Hi Taylor - My son just started high school, and I’m beginning to have some doubts about college. I’ve been saving and have a modest college fund for him, but I keep hearing a college education isn’t really worth the expense. What do you think? - Camila
Hey Camila - This is one of the more important questions for the next generation of parents. 20 years ago, no one had to think about whether or not college was the right move. Now, with exorbitant costs and a changing workforce, you can’t just assume paying a university tuition is the best option. Let’s discuss the pros and cons of higher education to see if that provides some clarity.
Pros: The percentage of degree earners continues to rise, but that hasn’t changed the fact that college graduates typically earn more than people who only have a high school diploma. More and more people are working freelance jobs and negotiating their own wages, and owning a four-year degree can be a great bargaining chip in that scenario. It’s also still the case that most of the highest paying jobs require at least a bachelor’s degree, and many still want applicants who have earned a master’s or doctorate.

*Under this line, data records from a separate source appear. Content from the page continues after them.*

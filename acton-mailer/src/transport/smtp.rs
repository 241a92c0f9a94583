//! SMTP transport session
//!
//! Uses `lettre`'s low-level [`AsyncSmtpConnection`] so each step of a
//! transaction can be reported as its own [`SessionEvent`]. A driver task owns
//! the connection; [`SmtpSession`] only queues commands to it.

use std::sync::Arc;

use bytes::Bytes;
use lettre::address::Envelope;
use lettre::transport::smtp::{
    authentication::{Credentials, Mechanism},
    client::{AsyncSmtpConnection, Certificate, TlsParameters},
    commands::{Data, Mail, Rcpt},
    extension::ClientId,
};
use tokio::sync::mpsc;
use tracing::{debug, info, warn};

use super::{SessionEvent, SessionEvents, TransportSession};
use crate::config::SmtpSettings;
use crate::error::TransportError;

#[derive(Debug)]
enum Command {
    UseEnvelope(Envelope),
    Send(Bytes),
    Quit,
}

#[derive(Debug)]
struct Link {
    commands: mpsc::UnboundedSender<Command>,
    events: SessionEvents,
}

/// SMTP implementation of [`TransportSession`]
///
/// Every `connect` spawns a driver task on the current tokio runtime.
///
/// ```rust,no_run
/// use acton_mailer::config::SmtpSettings;
/// use acton_mailer::transport::SmtpSession;
///
/// let session = SmtpSession::new(SmtpSettings {
///     host: "smtp.gmail.com".to_string(),
///     secure: true,
///     ..SmtpSettings::default()
/// });
/// ```
#[derive(Debug)]
pub struct SmtpSession {
    settings: Arc<SmtpSettings>,
    link: Option<Link>,
}

impl SmtpSession {
    /// Create a disconnected session for the given relay
    #[must_use]
    pub fn new(settings: SmtpSettings) -> Self {
        Self {
            settings: Arc::new(settings),
            link: None,
        }
    }

    /// The relay settings
    #[must_use]
    pub fn settings(&self) -> &SmtpSettings {
        &self.settings
    }

    fn dispatch(&self, command: Command) {
        match &self.link {
            Some(link) => {
                if link.commands.send(command).is_err() {
                    link.events.emit(SessionEvent::Error(TransportError::NotConnected));
                }
            }
            None => warn!(?command, "SMTP session is not connected"),
        }
    }
}

impl TransportSession for SmtpSession {
    fn connect(&mut self, events: SessionEvents) {
        let (commands, rx) = mpsc::unbounded_channel();
        // Replacing the link drops the previous sender, which ends its driver.
        self.link = Some(Link {
            commands,
            events: events.clone(),
        });
        tokio::spawn(drive(Arc::clone(&self.settings), events, rx));
    }

    fn use_envelope(&mut self, envelope: Envelope) {
        self.dispatch(Command::UseEnvelope(envelope));
    }

    fn send(&mut self, message: Bytes) {
        self.dispatch(Command::Send(message));
    }

    fn quit(&mut self) {
        if let Some(link) = self.link.take() {
            let _ = link.commands.send(Command::Quit);
        }
    }
}

async fn drive(
    settings: Arc<SmtpSettings>,
    events: SessionEvents,
    mut commands: mpsc::UnboundedReceiver<Command>,
) {
    let link = events.link();
    let mut connection = match open(&settings).await {
        Ok(connection) => connection,
        Err(err) => {
            events.emit(SessionEvent::Error(err));
            return;
        }
    };

    info!(%link, host = %settings.host, port = settings.effective_port(), "SMTP session established");
    events.emit(SessionEvent::Idle);

    while let Some(command) = commands.recv().await {
        match command {
            Command::UseEnvelope(envelope) => match open_transaction(&mut connection, &envelope).await {
                Ok(failed_recipients) => {
                    events.emit(SessionEvent::Ready { failed_recipients });
                }
                Err(err) => {
                    events.emit(SessionEvent::Error(err));
                    return;
                }
            },
            Command::Send(message) => match transmit(&mut connection, &message).await {
                Ok(success) => {
                    events.emit(SessionEvent::Done { success });
                    events.emit(SessionEvent::Idle);
                }
                Err(err) => {
                    events.emit(SessionEvent::Error(err));
                    return;
                }
            },
            Command::Quit => break,
        }
    }

    if let Err(err) = connection.quit().await {
        debug!(%link, error = %err, "QUIT failed");
    }
    debug!(%link, "SMTP session closed");
}

async fn open(settings: &SmtpSettings) -> Result<AsyncSmtpConnection, TransportError> {
    let hello = ClientId::Domain(settings.hello_name.clone());
    let port = settings.effective_port();
    let tls = tls_parameters(settings)?;

    let mut connection = AsyncSmtpConnection::connect_tokio1(
        (settings.host.as_str(), port),
        Some(settings.timeout()),
        &hello,
        settings.secure.then(|| tls.clone()),
        None,
    )
    .await
    .map_err(|e| TransportError::Connect {
        host: settings.host.clone(),
        port,
        reason: e.to_string(),
    })?;

    if !settings.secure && !settings.ignore_tls && connection.can_starttls() {
        connection
            .starttls(tls, &hello)
            .await
            .map_err(|e| TransportError::Tls(e.to_string()))?;
    }

    if let Some(auth) = &settings.auth {
        let credentials = Credentials::new(auth.user.clone(), auth.pass.clone());
        connection
            .auth(&[Mechanism::Plain, Mechanism::Login], &credentials)
            .await
            .map_err(|e| TransportError::Auth(e.to_string()))?;
    }

    Ok(connection)
}

fn tls_parameters(settings: &SmtpSettings) -> Result<TlsParameters, TransportError> {
    let mut builder = TlsParameters::builder(settings.host.clone());

    if let Some(ca_file) = &settings.ca_file {
        let pem = std::fs::read(ca_file)
            .map_err(|e| TransportError::Tls(format!("cannot read {}: {e}", ca_file.display())))?;
        let certificate =
            Certificate::from_pem(&pem).map_err(|e| TransportError::Tls(e.to_string()))?;
        builder = builder.add_root_certificate(certificate);
    }

    builder.build().map_err(|e| TransportError::Tls(e.to_string()))
}

/// `MAIL FROM` and one `RCPT TO` per recipient; returns the refused recipients
async fn open_transaction(
    connection: &mut AsyncSmtpConnection,
    envelope: &Envelope,
) -> Result<Vec<String>, TransportError> {
    connection
        .command(Mail::new(envelope.from().cloned(), vec![]))
        .await
        .map_err(|e| classify("MAIL FROM", &e))?;

    let mut failed = Vec::new();
    for recipient in envelope.to() {
        if let Err(err) = connection.command(Rcpt::new(recipient.clone(), vec![])).await {
            if !is_negative_reply(&err) {
                return Err(TransportError::connection(err.to_string()));
            }
            warn!(%recipient, error = %err, "recipient refused");
            failed.push(recipient.to_string());
        }
    }

    Ok(failed)
}

/// `DATA` and the message body; `Ok(false)` when the relay refuses the message
async fn transmit(connection: &mut AsyncSmtpConnection, message: &[u8]) -> Result<bool, TransportError> {
    let outcome = match connection.command(Data).await {
        Ok(_) => connection.message(message).await,
        Err(err) => Err(err),
    };

    match outcome {
        Ok(response) => {
            debug!(?response, "message queued");
            Ok(true)
        }
        Err(err) if is_negative_reply(&err) => {
            warn!(error = %err, "message refused");
            Ok(false)
        }
        Err(err) => Err(TransportError::connection(err.to_string())),
    }
}

fn is_negative_reply(err: &lettre::transport::smtp::Error) -> bool {
    err.is_permanent() || err.is_transient()
}

fn classify(command: &str, err: &lettre::transport::smtp::Error) -> TransportError {
    if is_negative_reply(err) {
        TransportError::rejected(command, err.to_string())
    } else {
        TransportError::connection(err.to_string())
    }
}

#[cfg(test)]
mod tests {
    use super::*;
    use crate::transport::LinkId;

    #[test]
    fn test_tls_parameters_without_pinned_ca() {
        let settings = SmtpSettings {
            host: "smtp.example.com".into(),
            ..SmtpSettings::default()
        };
        assert!(tls_parameters(&settings).is_ok());
    }

    #[test]
    fn test_missing_ca_file_is_a_tls_error() {
        let settings = SmtpSettings {
            ca_file: Some("/nonexistent/ca.pem".into()),
            ..SmtpSettings::default()
        };
        assert!(matches!(tls_parameters(&settings), Err(TransportError::Tls(_))));
    }

    #[tokio::test]
    async fn test_connect_failure_is_reported_as_event() {
        // Nothing listens on port 1 of the loopback interface.
        let mut session = SmtpSession::new(SmtpSettings {
            host: "127.0.0.1".into(),
            port: Some(1),
            timeout_secs: 2,
            ..SmtpSettings::default()
        });
        let link = LinkId::next();
        let (events, mut rx) = SessionEvents::channel(link);

        session.connect(events);
        let (from, event) = rx.recv().await.unwrap();

        assert_eq!(from, link);
        assert!(matches!(
            event,
            SessionEvent::Error(TransportError::Connect { port: 1, .. })
        ));
    }

    #[tokio::test]
    async fn test_commands_after_failed_connect_report_not_connected() {
        let mut session = SmtpSession::new(SmtpSettings {
            host: "127.0.0.1".into(),
            port: Some(1),
            timeout_secs: 2,
            ..SmtpSettings::default()
        });
        let (events, mut rx) = SessionEvents::channel(LinkId::next());

        session.connect(events);
        let _connect_error = rx.recv().await.unwrap();
        session.send(Bytes::from_static(b"body"));

        let (_, event) = rx.recv().await.unwrap();
        assert_eq!(event, SessionEvent::Error(TransportError::NotConnected));
    }

    #[test]
    fn test_quit_without_connect_is_noop() {
        let mut session = SmtpSession::new(SmtpSettings::default());
        session.quit();
        assert!(session.link.is_none());
    }
}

Looking past the dollars and cents, college can be an invaluable experience for young adults. If your son isn’t sure what he wants to do professionally, going into college without a declared major can open his eyes to fields and occupations he’s never heard of. Most towns create a little bubble around their citizens, and attending college is a great way to broaden one’s scope.
Cons: As I’m sure you’re aware, college tuition is astronomically high; public universities cost around $20,000 a year on average. Unfortunately, these institutions need to make money in order to stay open, and that sometimes becomes more of a priority than the education being provided. Students often spend $100,000 earning a degree and come out feeling like they didn’t learn all that much.
Job market is another issue that degrees don’t address. While you can pay through the nose to get a BA from an amazing university, that doesn’t come with guaranteed employment. I’ve seen people earn law degrees and pass the bar, only to struggle finding entry-level work at a firm. Before deciding on a college program, it’s really important for high school graduates to have an idea of what employment opportunities might be available down the road.
As you can see, I don’t have a clear answer as to whether or not you should send your son to college. I feel everyone has a unique situation and people can thrive with or without a secondary education. I would suggest you talk with your son about career paths, student loan debt and any other pressing matters. If you’re honest with yourself and have faith in your decision, you can both make the best of it. Thanks for writing in, Camila!